*** DATA FOR THE TASK

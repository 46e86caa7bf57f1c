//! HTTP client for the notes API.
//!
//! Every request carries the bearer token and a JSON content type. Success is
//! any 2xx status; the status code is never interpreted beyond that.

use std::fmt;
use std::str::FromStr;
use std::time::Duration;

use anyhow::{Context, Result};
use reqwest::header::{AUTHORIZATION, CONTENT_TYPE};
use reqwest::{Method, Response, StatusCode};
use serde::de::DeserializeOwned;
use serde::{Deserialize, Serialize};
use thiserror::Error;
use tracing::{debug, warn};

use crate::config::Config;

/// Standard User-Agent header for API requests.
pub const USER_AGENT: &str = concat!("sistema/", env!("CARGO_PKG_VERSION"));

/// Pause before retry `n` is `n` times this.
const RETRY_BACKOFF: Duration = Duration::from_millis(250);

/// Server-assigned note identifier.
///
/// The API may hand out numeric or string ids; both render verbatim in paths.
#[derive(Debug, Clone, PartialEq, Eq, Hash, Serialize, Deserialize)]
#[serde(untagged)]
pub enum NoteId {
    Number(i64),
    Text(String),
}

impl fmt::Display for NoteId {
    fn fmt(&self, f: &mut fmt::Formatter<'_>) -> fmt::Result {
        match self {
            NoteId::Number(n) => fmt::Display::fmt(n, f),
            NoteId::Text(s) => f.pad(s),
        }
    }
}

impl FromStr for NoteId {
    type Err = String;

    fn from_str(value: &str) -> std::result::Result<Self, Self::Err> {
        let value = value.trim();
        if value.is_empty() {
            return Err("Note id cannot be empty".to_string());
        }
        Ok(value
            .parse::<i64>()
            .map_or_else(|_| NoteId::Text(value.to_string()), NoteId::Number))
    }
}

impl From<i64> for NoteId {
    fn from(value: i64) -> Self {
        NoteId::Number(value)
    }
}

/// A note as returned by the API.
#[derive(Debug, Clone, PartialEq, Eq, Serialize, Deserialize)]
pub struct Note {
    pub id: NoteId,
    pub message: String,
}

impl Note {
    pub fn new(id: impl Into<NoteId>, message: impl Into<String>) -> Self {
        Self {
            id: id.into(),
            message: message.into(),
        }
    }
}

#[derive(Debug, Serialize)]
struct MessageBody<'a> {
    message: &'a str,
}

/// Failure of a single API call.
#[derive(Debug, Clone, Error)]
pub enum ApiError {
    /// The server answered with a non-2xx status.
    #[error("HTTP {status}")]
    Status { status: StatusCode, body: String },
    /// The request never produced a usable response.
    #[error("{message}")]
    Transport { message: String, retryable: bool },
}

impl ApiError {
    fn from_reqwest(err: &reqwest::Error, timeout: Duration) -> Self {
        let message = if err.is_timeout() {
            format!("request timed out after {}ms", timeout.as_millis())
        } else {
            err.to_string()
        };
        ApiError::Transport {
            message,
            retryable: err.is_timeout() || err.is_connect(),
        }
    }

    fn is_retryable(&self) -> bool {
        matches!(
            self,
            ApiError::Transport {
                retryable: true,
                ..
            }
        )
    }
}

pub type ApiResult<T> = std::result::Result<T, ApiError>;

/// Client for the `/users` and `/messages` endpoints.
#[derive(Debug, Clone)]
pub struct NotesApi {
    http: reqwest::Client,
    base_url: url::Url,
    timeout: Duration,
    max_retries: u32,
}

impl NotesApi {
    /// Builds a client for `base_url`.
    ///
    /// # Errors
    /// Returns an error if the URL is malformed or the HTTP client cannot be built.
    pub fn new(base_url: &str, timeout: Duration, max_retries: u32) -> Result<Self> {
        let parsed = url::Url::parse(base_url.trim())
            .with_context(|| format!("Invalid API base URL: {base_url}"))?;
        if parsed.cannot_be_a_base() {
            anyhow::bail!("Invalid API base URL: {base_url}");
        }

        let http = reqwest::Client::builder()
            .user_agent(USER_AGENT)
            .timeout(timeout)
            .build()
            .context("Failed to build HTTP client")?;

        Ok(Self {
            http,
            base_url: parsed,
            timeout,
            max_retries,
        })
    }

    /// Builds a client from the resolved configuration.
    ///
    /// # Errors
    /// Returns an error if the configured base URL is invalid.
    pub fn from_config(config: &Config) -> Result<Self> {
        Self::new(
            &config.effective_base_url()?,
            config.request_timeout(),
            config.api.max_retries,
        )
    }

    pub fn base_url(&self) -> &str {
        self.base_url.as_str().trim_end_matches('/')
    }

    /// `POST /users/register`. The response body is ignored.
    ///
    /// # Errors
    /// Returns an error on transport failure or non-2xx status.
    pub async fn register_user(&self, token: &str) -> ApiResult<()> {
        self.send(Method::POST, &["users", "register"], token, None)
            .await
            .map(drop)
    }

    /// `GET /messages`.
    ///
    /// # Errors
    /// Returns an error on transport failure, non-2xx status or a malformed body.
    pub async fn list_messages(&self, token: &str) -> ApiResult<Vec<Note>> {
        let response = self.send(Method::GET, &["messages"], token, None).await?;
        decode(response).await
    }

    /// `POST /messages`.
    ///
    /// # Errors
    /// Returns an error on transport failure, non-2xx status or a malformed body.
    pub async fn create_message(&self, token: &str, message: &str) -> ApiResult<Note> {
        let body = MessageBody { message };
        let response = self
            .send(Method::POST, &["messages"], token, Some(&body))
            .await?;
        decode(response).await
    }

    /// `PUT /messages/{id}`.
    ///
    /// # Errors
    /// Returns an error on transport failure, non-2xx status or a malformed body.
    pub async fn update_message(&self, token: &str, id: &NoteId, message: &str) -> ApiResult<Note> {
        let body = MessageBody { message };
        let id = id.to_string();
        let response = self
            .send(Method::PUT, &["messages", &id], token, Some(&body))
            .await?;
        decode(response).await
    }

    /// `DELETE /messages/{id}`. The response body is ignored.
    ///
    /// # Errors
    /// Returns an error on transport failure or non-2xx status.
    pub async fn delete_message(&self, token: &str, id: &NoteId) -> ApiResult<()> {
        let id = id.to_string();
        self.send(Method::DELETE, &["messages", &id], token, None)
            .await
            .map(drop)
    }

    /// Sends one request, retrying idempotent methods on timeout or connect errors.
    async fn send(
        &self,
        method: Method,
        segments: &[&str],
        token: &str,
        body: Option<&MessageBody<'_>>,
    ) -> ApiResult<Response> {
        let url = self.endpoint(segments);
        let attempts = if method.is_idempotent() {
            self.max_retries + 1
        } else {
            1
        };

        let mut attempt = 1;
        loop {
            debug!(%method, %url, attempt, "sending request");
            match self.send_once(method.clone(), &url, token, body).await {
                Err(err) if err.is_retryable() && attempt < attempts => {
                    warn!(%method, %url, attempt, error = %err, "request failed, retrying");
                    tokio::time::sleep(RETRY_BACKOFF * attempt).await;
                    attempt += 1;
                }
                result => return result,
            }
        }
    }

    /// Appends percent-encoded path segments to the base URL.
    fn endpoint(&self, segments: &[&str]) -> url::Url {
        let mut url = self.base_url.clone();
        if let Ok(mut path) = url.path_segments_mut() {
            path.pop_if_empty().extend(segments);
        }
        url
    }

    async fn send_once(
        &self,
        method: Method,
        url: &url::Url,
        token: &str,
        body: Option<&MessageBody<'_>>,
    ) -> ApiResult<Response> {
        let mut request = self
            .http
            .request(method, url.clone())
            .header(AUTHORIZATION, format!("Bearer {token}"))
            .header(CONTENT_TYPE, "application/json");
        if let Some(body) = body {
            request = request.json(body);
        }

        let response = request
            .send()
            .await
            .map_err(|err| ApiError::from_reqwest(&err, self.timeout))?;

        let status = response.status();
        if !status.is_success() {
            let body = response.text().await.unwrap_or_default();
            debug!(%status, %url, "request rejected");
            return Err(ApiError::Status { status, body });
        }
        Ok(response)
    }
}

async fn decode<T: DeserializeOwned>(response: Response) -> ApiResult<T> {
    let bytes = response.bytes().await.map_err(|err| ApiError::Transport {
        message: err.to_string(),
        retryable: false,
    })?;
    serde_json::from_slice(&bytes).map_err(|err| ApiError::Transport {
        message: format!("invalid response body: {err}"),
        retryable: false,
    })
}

******
*** DATA FOR THE TASK

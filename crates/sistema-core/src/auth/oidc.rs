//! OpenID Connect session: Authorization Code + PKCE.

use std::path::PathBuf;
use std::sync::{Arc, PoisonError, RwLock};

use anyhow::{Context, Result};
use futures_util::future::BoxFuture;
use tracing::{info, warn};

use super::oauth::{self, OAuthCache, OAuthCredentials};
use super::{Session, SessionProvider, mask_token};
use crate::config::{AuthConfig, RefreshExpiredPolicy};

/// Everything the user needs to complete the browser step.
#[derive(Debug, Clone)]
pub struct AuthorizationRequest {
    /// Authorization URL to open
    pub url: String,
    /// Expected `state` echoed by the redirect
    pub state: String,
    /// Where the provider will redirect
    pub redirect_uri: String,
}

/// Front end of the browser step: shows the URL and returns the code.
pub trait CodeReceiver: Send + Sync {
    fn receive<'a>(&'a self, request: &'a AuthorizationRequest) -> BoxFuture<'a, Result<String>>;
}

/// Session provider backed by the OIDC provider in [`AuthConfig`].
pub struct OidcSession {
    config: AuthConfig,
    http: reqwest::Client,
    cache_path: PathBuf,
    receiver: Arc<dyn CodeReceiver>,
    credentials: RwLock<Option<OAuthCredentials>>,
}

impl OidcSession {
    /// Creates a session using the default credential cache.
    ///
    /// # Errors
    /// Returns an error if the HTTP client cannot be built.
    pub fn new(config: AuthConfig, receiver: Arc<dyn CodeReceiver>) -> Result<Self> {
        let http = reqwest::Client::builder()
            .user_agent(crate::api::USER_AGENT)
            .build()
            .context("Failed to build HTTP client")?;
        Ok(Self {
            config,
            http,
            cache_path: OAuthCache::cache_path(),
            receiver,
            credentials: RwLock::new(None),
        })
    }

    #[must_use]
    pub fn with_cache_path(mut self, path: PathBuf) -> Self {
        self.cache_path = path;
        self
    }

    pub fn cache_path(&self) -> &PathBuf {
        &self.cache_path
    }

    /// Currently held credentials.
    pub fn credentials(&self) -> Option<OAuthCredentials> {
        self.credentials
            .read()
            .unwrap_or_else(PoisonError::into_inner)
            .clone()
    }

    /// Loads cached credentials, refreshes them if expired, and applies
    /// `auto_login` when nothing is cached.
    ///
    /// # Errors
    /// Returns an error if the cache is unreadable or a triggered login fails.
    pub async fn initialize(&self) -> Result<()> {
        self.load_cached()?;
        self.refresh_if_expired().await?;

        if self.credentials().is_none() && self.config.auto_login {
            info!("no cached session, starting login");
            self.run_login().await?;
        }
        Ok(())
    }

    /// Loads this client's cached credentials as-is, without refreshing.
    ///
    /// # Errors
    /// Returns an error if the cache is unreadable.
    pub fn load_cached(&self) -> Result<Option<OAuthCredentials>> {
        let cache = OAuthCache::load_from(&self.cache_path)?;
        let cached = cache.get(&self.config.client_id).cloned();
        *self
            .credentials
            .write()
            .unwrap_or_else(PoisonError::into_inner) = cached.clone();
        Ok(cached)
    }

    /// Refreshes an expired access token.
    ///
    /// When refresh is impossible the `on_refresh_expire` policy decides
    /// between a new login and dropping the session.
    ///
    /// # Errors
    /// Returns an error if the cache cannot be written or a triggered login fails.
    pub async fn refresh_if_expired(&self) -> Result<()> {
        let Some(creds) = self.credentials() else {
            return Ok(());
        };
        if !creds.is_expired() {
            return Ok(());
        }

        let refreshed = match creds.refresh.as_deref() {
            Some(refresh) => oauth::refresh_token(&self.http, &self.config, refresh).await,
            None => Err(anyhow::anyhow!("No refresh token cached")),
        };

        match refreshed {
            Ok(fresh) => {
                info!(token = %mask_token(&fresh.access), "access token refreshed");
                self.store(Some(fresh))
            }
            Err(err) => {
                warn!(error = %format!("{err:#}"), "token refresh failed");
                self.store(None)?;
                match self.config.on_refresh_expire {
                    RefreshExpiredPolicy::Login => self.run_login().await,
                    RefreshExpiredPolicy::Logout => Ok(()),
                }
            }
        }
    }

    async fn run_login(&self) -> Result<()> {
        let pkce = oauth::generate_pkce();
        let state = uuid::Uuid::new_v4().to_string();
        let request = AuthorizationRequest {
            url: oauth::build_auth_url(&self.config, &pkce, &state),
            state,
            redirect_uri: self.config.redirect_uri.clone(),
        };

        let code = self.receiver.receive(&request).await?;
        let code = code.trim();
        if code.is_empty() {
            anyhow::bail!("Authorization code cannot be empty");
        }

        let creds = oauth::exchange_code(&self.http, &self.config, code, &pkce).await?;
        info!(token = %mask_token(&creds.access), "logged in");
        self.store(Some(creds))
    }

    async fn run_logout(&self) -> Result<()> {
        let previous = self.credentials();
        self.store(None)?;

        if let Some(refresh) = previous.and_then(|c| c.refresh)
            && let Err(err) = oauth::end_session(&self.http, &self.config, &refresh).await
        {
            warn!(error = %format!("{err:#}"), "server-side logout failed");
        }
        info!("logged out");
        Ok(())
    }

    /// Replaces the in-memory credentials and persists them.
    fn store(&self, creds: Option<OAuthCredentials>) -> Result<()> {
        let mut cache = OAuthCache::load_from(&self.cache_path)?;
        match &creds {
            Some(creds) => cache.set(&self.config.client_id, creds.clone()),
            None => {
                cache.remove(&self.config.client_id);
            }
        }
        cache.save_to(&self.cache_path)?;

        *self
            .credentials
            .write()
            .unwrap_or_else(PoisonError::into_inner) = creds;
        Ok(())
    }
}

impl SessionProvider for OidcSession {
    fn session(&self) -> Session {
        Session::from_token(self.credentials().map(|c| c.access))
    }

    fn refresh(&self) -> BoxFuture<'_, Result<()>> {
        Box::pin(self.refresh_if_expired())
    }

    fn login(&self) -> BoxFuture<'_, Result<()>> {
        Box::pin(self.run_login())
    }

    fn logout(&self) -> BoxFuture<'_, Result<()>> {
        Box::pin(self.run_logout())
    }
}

******

## HOW TO COMPLETE THIS TASK
Retype only the lines above between the line with "repository 46e86caa7bf57f1c" and the line with "verbatim in paths.", counting those two lines as well, and keep every character as it is.

## ANSWER TO THE EXERCISE
repository 46e86caa7bf57f1c
//! HTTP client for the notes API.
//!
//! Every request carries the bearer token and a JSON content type. Success is
//! any 2xx status; the status code is never interpreted beyond that.

use std::fmt;
use std::str::FromStr;
use std::time::Duration;

use anyhow::{Context, Result};
use reqwest::header::{AUTHORIZATION, CONTENT_TYPE};
use reqwest::{Method, Response, StatusCode};
use serde::de::DeserializeOwned;
use serde::{Deserialize, Serialize};
use thiserror::Error;
use tracing::{debug, warn};

use crate::config::Config;

/// Standard User-Agent header for API requests.
pub const USER_AGENT: &str = concat!("sistema/", env!("CARGO_PKG_VERSION"));

/// Pause before retry `n` is `n` times this.
const RETRY_BACKOFF: Duration = Duration::from_millis(250);

/// Server-assigned note identifier.
///
/// The API may hand out numeric or string ids; both render verbatim in paths.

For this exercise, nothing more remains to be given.